On Monday, Madrid's Reina Sofia museum launched a major anniversary exhibition that delves into the darkness of Picasso's work before — and also after — his masterpiece, and attempts to shed light on how he came to create one of the world's most famous paintings.
“Pity and Terror: Picasso's Path to Guernica” opens on Tuesday and runs until September 4th, bringing together some 180 pieces from the Reina Sofia's collection and more than 30 institutions around the world such as the Centre Georges-Pompidou in Paris, New York's Museum of Modern Art (MoMA) and private
“There is no other piece in the 20th century that has generated so many comments, so many interpretations as Guernica,” said Manuel Borja-Villel, director of the museum that has housed the painting for 25 years.
A depiction of the bombing of the small Basque town of Guernica on April 26th 1937, during Spain's civil war, the canvas mixes stark, almost unbearable images of women, infants, animals in agony.

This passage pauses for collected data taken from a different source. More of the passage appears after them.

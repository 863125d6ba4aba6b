//! Command implementations for stylecfg.
//!
//! This module provides the dispatcher that routes CLI commands to their
//! implementations.

mod check;
mod defaults;
mod match_paths;
mod resolve;

use crate::cli::Command;
use stylecfg::Result;

/// Dispatch a command to its implementation.
pub fn dispatch(command: Command) -> Result<()> {
    match command {
        Command::Check(args) => check::cmd_check(args),
        Command::Resolve(args) => resolve::cmd_resolve(args),
        Command::Match(args) => match_paths::cmd_match(args),
        Command::Defaults(args) => defaults::cmd_defaults(args),
    }
}
//! stylecfg: loader, merger, and validator for declarative style
//! configuration documents.
//!
//! A source document declares content globs, a dark-mode strategy, a colour
//! palette, keyframes, animation shorthands, and plugins. Loading resolves
//! it over built-in defaults (`theme.*` replaces a default section,
//! `theme.extend.*` merges into it) and validates the result; merging
//! composes documents deterministically.
//!
//! ```
//! let doc = stylecfg::load(r##"
//! darkMode: class
//! theme:
//!   extend:
//!     colors:
//!       primary:
//!         500: "#D4AF37"
//! "##).unwrap();
//!
//! assert_eq!(doc.dark_mode_strategy(), stylecfg::DarkModeStrategy::ExplicitClass);
//! assert_eq!(doc.color("primary", Some(500)).unwrap().as_str(), "#D4AF37");
//! ```

pub mod animation;
pub mod content;
pub mod document;
pub mod error;
pub mod exit_codes;
pub mod loader;
pub mod logging;
pub mod merge;
pub mod output;
pub mod palette;
mod validate;

pub use content::ContentMatcher;
pub use document::{ConfigDocument, DarkModeStrategy};
pub use error::{Result, StyleError};
pub use loader::{Loader, SourceFormat, load, load_file};
pub use merge::{Merge, merge, merge_all};
pub use palette::{ColorValue, HexColor, validate_hex};
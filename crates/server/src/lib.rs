//! TCP server for the FT-Echo protocol.
//!
//! Accepts any number of clients. Each connection runs its own command
//! loop on a dedicated task and processes one command at a time; the
//! filesystem is the only state shared between connections.

mod connection;
mod handlers;
mod server;

#[cfg(test)]
mod test_support;

pub use connection::{Connection, ConnectionState};
pub use server::{Server, ServerConfig};

use ftecho_protocol::WireError;
use ftecho_transfer::TransferError;

/// Largest frame the server will read (16 MiB).
///
/// `F` frames carry at most 4 KiB of payload.
pub const MAX_FRAME_LEN: u32 = 16 * 1024 * 1024;

/// Errors produced by the server.
#[derive(Debug, thiserror::Error)]
pub enum ServerError {
    #[error("I/O error: {0}")]
    Io(#[from] std::io::Error),

    #[error("wire error: {0}")]
    Wire(#[from] WireError),

    #[error(transparent)]
    Transfer(#[from] TransferError),

    #[error("{0}")]
    Protocol(String),
}

impl ServerError {
    /// Returns `true` if the connection can no longer be used.
    ///
    /// Everything else is reported to the client as an `E` frame and the
    /// command loop keeps going.
    pub fn is_transport(&self) -> bool {
        matches!(self, Self::Io(_) | Self::Wire(_))
    }
}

It has since become a potent plea for peace, recognised the world over and used in countless anti-war protests.
Period of turmoil
To mark its 80th anniversary, curators decided to delve into Picasso's work from the mid 1920s when the artist took a turn for the more macabre, possibly in belated response to the devastating First World War and turmoil in his own private life.

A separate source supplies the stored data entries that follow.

#[cfg(test)]
mod tests {
    use ftecho_protocol::messages::{from_payload, parse_listing, to_payload};
    use ftecho_protocol::{Direction, Frame, FrameType, GetAck, PutRequest, ResumeRequest};
    use ftecho_transfer::checksum_bytes;

    use crate::test_support::Harness;

    fn put_frame(name: &str, size: u64) -> Frame {
        let req = PutRequest {
            filename: name.into(),
            size,
        };
        Frame::new(FrameType::Put, to_payload(&req).unwrap())
    }

    fn resume_frame(name: &str, offset: u64, direction: Direction) -> Frame {
        let req = ResumeRequest {
            filename: name.into(),
            offset,
            direction,
        };
        Frame::new(FrameType::Resume, to_payload(&req).unwrap())
    }

    /// Runs a full PUT exchange and returns the server's final frame.
    async fn upload(h: &mut Harness, name: &str, data: &[u8]) -> Frame {
        let ack = h.request(put_frame(name, data.len() as u64)).await;
        assert_eq!(ack.frame_type, FrameType::Ok);
        assert_eq!(ack.text(), "Ready to receive");

        for chunk in data.chunks(4096) {
            h.send(Frame::file_data(chunk)).await;
        }
        h.request(Frame::checksum(&checksum_bytes(data))).await
    }

    /// Collects `F` frames until `S`; returns (bytes, digest).
    async fn download_body(h: &mut Harness) -> (Vec<u8>, String) {
        let mut body = Vec::new();
        loop {
            let frame = h.recv().await;
            match frame.frame_type {
                FrameType::FileData => body.extend_from_slice(&frame.payload),
                FrameType::Checksum => return (body, frame.text()),
                other => panic!("unexpected frame {other}"),
            }
        }
    }

    #[tokio::test]
    async fn put_then_get_roundtrip() {
        let mut h = Harness::start();
        let data: Vec<u8> = (0..10_000u32).map(|i| (i % 251) as u8).collect();

        let done = upload(&mut h, "data.bin", &data).await;
        assert_eq!(done.frame_type, FrameType::Ok);
        assert_eq!(done.text(), checksum_bytes(&data));
        assert_eq!(std::fs::read(h.path("data.bin")).unwrap(), data);
        assert!(!h.path("data.bin.part").exists());

        let ack = h.request(Frame::new(FrameType::Get, b"data.bin".to_vec())).await;
        assert_eq!(ack.frame_type, FrameType::Ok);
        let meta: GetAck = from_payload(&ack.payload).unwrap();
        assert_eq!(meta.size, data.len() as u64);
        assert_eq!(meta.offset, None);

        let (body, sha) = download_body(&mut h).await;
        assert_eq!(body, data);
        assert_eq!(sha, checksum_bytes(&data));
    }

    #[tokio::test]
    async fn get_trims_filename() {
        let mut h = Harness::start();
        std::fs::write(h.path("a.txt"), b"abc").unwrap();

        let ack = h.request(Frame::new(FrameType::Get, b" a.txt\n".to_vec())).await;
        assert_eq!(ack.frame_type, FrameType::Ok);
        let (body, _) = download_body(&mut h).await;
        assert_eq!(body, b"abc");
    }

    #[tokio::test]
    async fn get_missing_file_sends_only_error() {
        let mut h = Harness::start();

        let reply = h
            .request(Frame::new(FrameType::Get, b"missing.bin".to_vec()))
            .await;
        assert_eq!(reply.frame_type, FrameType::Error);
        assert_eq!(reply.text(), "File not found: missing.bin");

        // The next frame belongs to the next command.
        let reply = h.request(Frame::empty(FrameType::List)).await;
        assert_eq!(reply.frame_type, FrameType::Ok);
    }

    #[tokio::test]
    async fn empty_file_roundtrip() {
        let mut h = Harness::start();

        let done = upload(&mut h, "empty.txt", b"").await;
        assert_eq!(done.text(), checksum_bytes(b""));

        let ack = h.request(Frame::new(FrameType::Get, b"empty.txt".to_vec())).await;
        let meta: GetAck = from_payload(&ack.payload).unwrap();
        assert_eq!(meta.size, 0);
        let (body, sha) = download_body(&mut h).await;
        assert!(body.is_empty());
        assert_eq!(sha, checksum_bytes(b""));
    }

    #[tokio::test]
    async fn list_hides_partial_uploads() {
        let mut h = Harness::start();
        upload(&mut h, "one.txt", b"1").await;
        std::fs::write(h.path("two.txt.part"), b"22").unwrap();

        let reply = h.request(Frame::empty(FrameType::List)).await;
        let entries = parse_listing(&reply.payload).unwrap();
        assert_eq!(entries.len(), 1);
        assert_eq!(entries[0].name, "one.txt");
        assert_eq!(entries[0].size, 1);
    }

    #[tokio::test]
    async fn put_invalid_metadata() {
        let mut h = Harness::start();

        let reply = h
            .request(Frame::new(FrameType::Put, b"hello.txt|16".to_vec()))
            .await;
        assert_eq!(reply.frame_type, FrameType::Error);
        assert!(reply.text().starts_with("Invalid metadata: "));
    }

    #[tokio::test]
    async fn put_rejects_path_traversal() {
        let mut h = Harness::start();
        let reply = h.request(put_frame("../escape.txt", 1)).await;
        assert_eq!(reply.frame_type, FrameType::Error);
        assert!(reply.text().starts_with("Invalid file name"));
    }

    #[tokio::test]
    async fn put_rejects_newline_in_name() {
        let mut h = Harness::start();
        upload(&mut h, "good.txt", b"abc").await;

        let reply = h.request(put_frame("evil\nname", 3)).await;
        assert_eq!(reply.frame_type, FrameType::Error);
        assert!(reply.text().starts_with("Invalid file name: "));

        let reply = h.request(Frame::empty(FrameType::List)).await;
        let entries = parse_listing(&reply.payload).unwrap();
        assert_eq!(entries.len(), 1);
        assert_eq!(entries[0].name, "good.txt");
    }

    #[tokio::test]
    async fn put_non_data_frame_aborts_and_discards() {
        let mut h = Harness::start();

        let ack = h.request(put_frame("x.bin", 10)).await;
        assert_eq!(ack.frame_type, FrameType::Ok);
        h.send(Frame::file_data(b"12345")).await;

        let reply = h.request(Frame::empty(FrameType::List)).await;
        assert_eq!(reply.frame_type, FrameType::Error);
        assert_eq!(reply.text(), "Unexpected message type: L");
        assert!(!h.path("x.bin.part").exists());
        assert!(!h.path("x.bin").exists());
    }

    #[tokio::test]
    async fn put_oversized_chunk_is_size_mismatch() {
        let mut h = Harness::start();

        h.request(put_frame("x.bin", 3)).await;
        let reply = h.request(Frame::file_data(b"12345")).await;
        assert_eq!(reply.frame_type, FrameType::Error);
        assert_eq!(reply.text(), "Size mismatch: expected 3, received 5");
        assert!(!h.path("x.bin.part").exists());
    }

    #[tokio::test]
    async fn put_wrong_client_digest_discards() {
        let mut h = Harness::start();

        h.request(put_frame("x.bin", 3)).await;
        h.send(Frame::file_data(b"abc")).await;
        let reply = h.request(Frame::checksum(&checksum_bytes(b"xyz"))).await;
        assert_eq!(reply.frame_type, FrameType::Error);
        assert!(reply.text().starts_with("Checksum mismatch"));
        assert!(!h.path("x.bin.part").exists());
        assert!(!h.path("x.bin").exists());
    }

    #[tokio::test]
    async fn put_malformed_digest_is_rejected() {
        let mut h = Harness::start();

        h.request(put_frame("x.bin", 3)).await;
        h.send(Frame::file_data(b"abc")).await;
        let reply = h
            .request(Frame::new(FrameType::Checksum, b"not-a-digest".to_vec()))
            .await;
        assert_eq!(reply.frame_type, FrameType::Error);
        assert_eq!(reply.text(), "Invalid checksum: not-a-digest");
        assert!(!h.path("x.bin.part").exists());
        assert!(!h.path("x.bin").exists());
    }

    #[tokio::test]
    async fn put_resume_malformed_digest_keeps_partial() {
        let mut h = Harness::start();
        std::fs::write(h.path("r.bin.part"), b"abc").unwrap();

        h.request(resume_frame("r.bin", 3, Direction::Put)).await;
        h.send(Frame::file_data(b"def")).await;
        let digest = checksum_bytes(b"abcdef").to_uppercase();
        let reply = h.request(Frame::checksum(&digest)).await;
        assert_eq!(reply.frame_type, FrameType::Error);
        assert!(reply.text().starts_with("Invalid checksum: "));
        assert_eq!(std::fs::read(h.path("r.bin.part")).unwrap(), b"abcdef");
    }

    #[tokio::test]
    async fn put_overwrites_committed_file() {
        let mut h = Harness::start();
        upload(&mut h, "f.txt", b"first").await;
        upload(&mut h, "f.txt", b"second").await;
        assert_eq!(std::fs::read(h.path("f.txt")).unwrap(), b"second");
    }

    #[tokio::test]
    async fn disconnect_mid_put_keeps_partial() {
        let mut h = Harness::start();

        h.request(put_frame("big.bin", 100)).await;
        h.send(Frame::file_data(&[9u8; 40])).await;
        let dir = h.hang_up().await;

        let part = dir.path().join("big.bin.part");
        assert_eq!(std::fs::read(part).unwrap(), vec![9u8; 40]);
        assert!(!dir.path().join("big.bin").exists());
    }

    #[tokio::test]
    async fn put_resume_appends_and_commits() {
        let mut h = Harness::start();
        std::fs::write(h.path("r.bin.part"), b"hello ").unwrap();

        let ack = h.request(resume_frame("r.bin", 6, Direction::Put)).await;
        assert_eq!(ack.frame_type, FrameType::Ok);
        assert_eq!(ack.text(), r#"{"offset":6,"ready":true}"#);

        h.send(Frame::file_data(b"world")).await;
        let reply = h
            .request(Frame::checksum(&checksum_bytes(b"hello world")))
            .await;
        assert_eq!(reply.frame_type, FrameType::Ok);
        assert_eq!(reply.text(), checksum_bytes(b"hello world"));
        assert_eq!(std::fs::read(h.path("r.bin")).unwrap(), b"hello world");
        assert!(!h.path("r.bin.part").exists());
    }

    #[tokio::test]
    async fn put_resume_offset_mismatch_leaves_partial() {
        let mut h = Harness::start();
        std::fs::write(h.path("r.bin.part"), b"hello").unwrap();

        let reply = h.request(resume_frame("r.bin", 3, Direction::Put)).await;
        assert_eq!(reply.frame_type, FrameType::Error);
        assert_eq!(reply.text(), "Offset mismatch: expected 5, got 3");
        assert_eq!(std::fs::read(h.path("r.bin.part")).unwrap(), b"hello");
    }

    #[tokio::test]
    async fn put_resume_without_partial() {
        let mut h = Harness::start();
        let reply = h.request(resume_frame("none.bin", 0, Direction::Put)).await;
        assert_eq!(reply.text(), "No partial file found for resume: none.bin");
    }

    #[tokio::test]
    async fn put_resume_checksum_mismatch_keeps_grown_partial() {
        let mut h = Harness::start();
        std::fs::write(h.path("r.bin.part"), b"abc").unwrap();

        h.request(resume_frame("r.bin", 3, Direction::Put)).await;
        h.send(Frame::file_data(b"def")).await;
        let reply = h.request(Frame::checksum(&checksum_bytes(b"nope"))).await;
        assert_eq!(reply.frame_type, FrameType::Error);
        assert!(reply.text().starts_with("Checksum mismatch"));

        assert_eq!(std::fs::read(h.path("r.bin.part")).unwrap(), b"abcdef");
        assert!(!h.path("r.bin").exists());

        // Resumable at the new size.
        let ack = h.request(resume_frame("r.bin", 6, Direction::Put)).await;
        assert_eq!(ack.frame_type, FrameType::Ok);
    }

    #[tokio::test]
    async fn get_resume_certifies_whole_file() {
        let mut h = Harness::start();
        let data: Vec<u8> = (0..9000u32).map(|i| (i % 7) as u8).collect();
        std::fs::write(h.path("g.bin"), &data).unwrap();

        let ack = h.request(resume_frame("g.bin", 5000, Direction::Get)).await;
        assert_eq!(ack.frame_type, FrameType::Ok);
        let meta: GetAck = from_payload(&ack.payload).unwrap();
        assert_eq!(meta.size, 9000);
        assert_eq!(meta.offset, Some(5000));

        let (body, sha) = download_body(&mut h).await;
        assert_eq!(body, &data[5000..]);
        assert_eq!(sha, checksum_bytes(&data));
    }

    #[tokio::test]
    async fn get_resume_offset_at_end_is_error() {
        let mut h = Harness::start();
        std::fs::write(h.path("g.bin"), b"0123456789").unwrap();

        let reply = h.request(resume_frame("g.bin", 10, Direction::Get)).await;
        assert_eq!(reply.frame_type, FrameType::Error);
        assert_eq!(reply.text(), "Offset 10 exceeds file size 10");
    }

    #[tokio::test]
    async fn get_resume_missing_file() {
        let mut h = Harness::start();
        let reply = h.request(resume_frame("nope.bin", 0, Direction::Get)).await;
        assert_eq!(reply.text(), "File not found: nope.bin");
    }

    #[tokio::test]
    async fn resume_with_bad_direction() {
        let mut h = Harness::start();
        let reply = h
            .request(Frame::new(
                FrameType::Resume,
                br#"{"filename":"a","offset":0,"direction":"up"}"#.to_vec(),
            ))
            .await;
        assert_eq!(reply.frame_type, FrameType::Error);
        assert!(reply.text().starts_with("Invalid metadata: "));
    }
}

“Terror, violence, horror, panic, fear, death become his subject,” British art historian Timothy James Clark, one of the curators, told reporters.
“In 1925, Picasso begins to come to terms with the reality that the First World War had ushered in,” he added.

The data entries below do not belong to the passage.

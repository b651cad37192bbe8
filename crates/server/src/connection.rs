//! Per-connection command state machine.
//!
//! ```text
//! AwaitCommand --frame--> Dispatching --done/E--> AwaitCommand
//!                              |
//!                              +--Q or transport failure--> Closed
//! ```

use std::sync::Arc;

use ftecho_protocol::constants::{GOODBYE, UNEXPECTED_CHECKSUM};
use ftecho_protocol::{Frame, FrameType, WireError, read_frame_limited, write_frame};
use ftecho_transfer::Storage;
use tokio::io::{AsyncRead, AsyncWrite, AsyncWriteExt, BufReader, BufWriter};
use tracing::{debug, info, warn};

use crate::{MAX_FRAME_LEN, ServerError};

/// Where a connection is in its command cycle.
#[derive(Debug, Clone, Copy, PartialEq, Eq)]
pub enum ConnectionState {
    AwaitCommand,
    Dispatching,
    Closed,
}

/// What the loop does after a command completes.
enum Flow {
    Continue,
    Close,
}

/// One client session over any byte stream.
pub struct Connection<R, W> {
    reader: BufReader<R>,
    writer: BufWriter<W>,
    pub(crate) storage: Arc<Storage>,
    pub(crate) peer: String,
    state: ConnectionState,
}

impl<R, W> Connection<R, W>
where
    R: AsyncRead + Unpin,
    W: AsyncWrite + Unpin,
{
    pub fn new(reader: R, writer: W, storage: Arc<Storage>, peer: impl Into<String>) -> Self {
        Self {
            reader: BufReader::new(reader),
            writer: BufWriter::new(writer),
            storage,
            peer: peer.into(),
            state: ConnectionState::AwaitCommand,
        }
    }

    pub fn state(&self) -> ConnectionState {
        self.state
    }

    /// Runs the command loop until QUIT or the peer goes away.
    ///
    /// A peer closing between commands is a normal end of session, not an
    /// error.
    pub async fn serve(mut self) -> Result<(), ServerError> {
        info!(peer = %self.peer, "client connected");

        let result = self.command_loop().await;
        self.state = ConnectionState::Closed;
        let _ = self.writer.shutdown().await;

        match result {
            Ok(()) => {
                info!(peer = %self.peer, "connection closed");
                Ok(())
            }
            Err(ServerError::Wire(WireError::ConnectionClosed)) => {
                info!(peer = %self.peer, "client disconnected");
                Ok(())
            }
            Err(e) => Err(e),
        }
    }

    async fn command_loop(&mut self) -> Result<(), ServerError> {
        loop {
            self.state = ConnectionState::AwaitCommand;
            let frame = self.recv().await?;

            self.state = ConnectionState::Dispatching;
            match self.dispatch(frame).await {
                Ok(Flow::Continue) => {}
                Ok(Flow::Close) => return Ok(()),
                Err(e) if e.is_transport() => return Err(e),
                Err(e) => {
                    warn!(peer = %self.peer, error = %e, "command failed");
                    self.send(Frame::error(&e)).await?;
                }
            }
        }
    }

    async fn dispatch(&mut self, frame: Frame) -> Result<Flow, ServerError> {
        match frame.frame_type {
            FrameType::List => self.handle_list().await?,
            FrameType::Get => {
                let name = frame.text().trim().to_string();
                self.handle_get(&name).await?;
            }
            FrameType::Put => self.handle_put(&frame.payload).await?,
            FrameType::Resume => self.handle_resume(&frame.payload).await?,
            FrameType::Quit => {
                info!(peer = %self.peer, "client requested QUIT");
                self.send(Frame::ok(GOODBYE)).await?;
                return Ok(Flow::Close);
            }
            FrameType::Checksum => {
                return Err(ServerError::Protocol(UNEXPECTED_CHECKSUM.into()));
            }
            other => {
                return Err(ServerError::Protocol(format!(
                    "Unknown message type: {other}"
                )));
            }
        }
        Ok(Flow::Continue)
    }

    /// Flushes pending output, then reads the next frame.
    ///
    /// Flushing here means a response is always on the wire before the
    /// connection waits on the peer.
    pub(crate) async fn recv(&mut self) -> Result<Frame, ServerError> {
        self.writer.flush().await.map_err(WireError::from)?;
        let frame = read_frame_limited(&mut self.reader, Some(MAX_FRAME_LEN)).await?;
        debug!(
            peer = %self.peer,
            frame_type = %frame.frame_type,
            len = frame.payload.len(),
            "received"
        );
        Ok(frame)
    }

    /// Queues a frame. Output is flushed by the next [`recv`](Self::recv).
    pub(crate) async fn send(&mut self, frame: Frame) -> Result<(), ServerError> {
        write_frame(&mut self.writer, &frame).await?;
        Ok(())
    }
}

“It is by then very much the feeling… that 1914 had put an end to a long era of bourgeois peace, and that somehow it had shown the flimsiness and hollowness of the 19th century's belief in progress.”
The 1930s were also a period of considerable turmoil in Europe, as Spain's civil war — and then later World War II — broke out.
The exhibition features such works as “Woman Dressing Her Hair”, borrowed from MoMA, or “The Three Dancers”, a canvas usually on display in London's Tate Modern.
The latter, painted in 1925, portrays three figures engaged in a macabre, maniacal dance and represents the moment when Picasso's art took a dark, violent change of direction, said Clark.
'Looming, threatening faces'
In his earlier period of Cubism, Picasso had painted familiar objects and people — guitars, liquor bottles, a fruit dish.
But “The Three Dancers” signalled “the irruption of wildness, darkness and dismemberment into the world of the room,” the Reina Sofia explains in a guide to the exhibition.
“Agonised figures replaced liquor bottles and guitars,” it reads.
“It did not take long… for his pictures to be populated by looming, threatening faces.”
This is evidenced by “Figures At The Seaside,” a 1931 painting on loan from the Picasso museum in Paris that crudely depicts a dismembered couple embracing with pointed tongues.
The pointed tongues will later be omnipresent in Guernica itself — “themes of sharpness, tongues and flames, angles and teeth and ears and rays of light,” said art historian Anne Wagner, also curator of the show.
Women with dead babies, a person crying blood — the exhibition also includes some of the powerful preparatory drawings that the artist did before painting Guernica in May 1937.
“We wanted to think about the attitudes, the concerns, maybe even the fantasies and obsessions and unresolved knots in the psyche that went into the making of Guernica,” Clark summed up.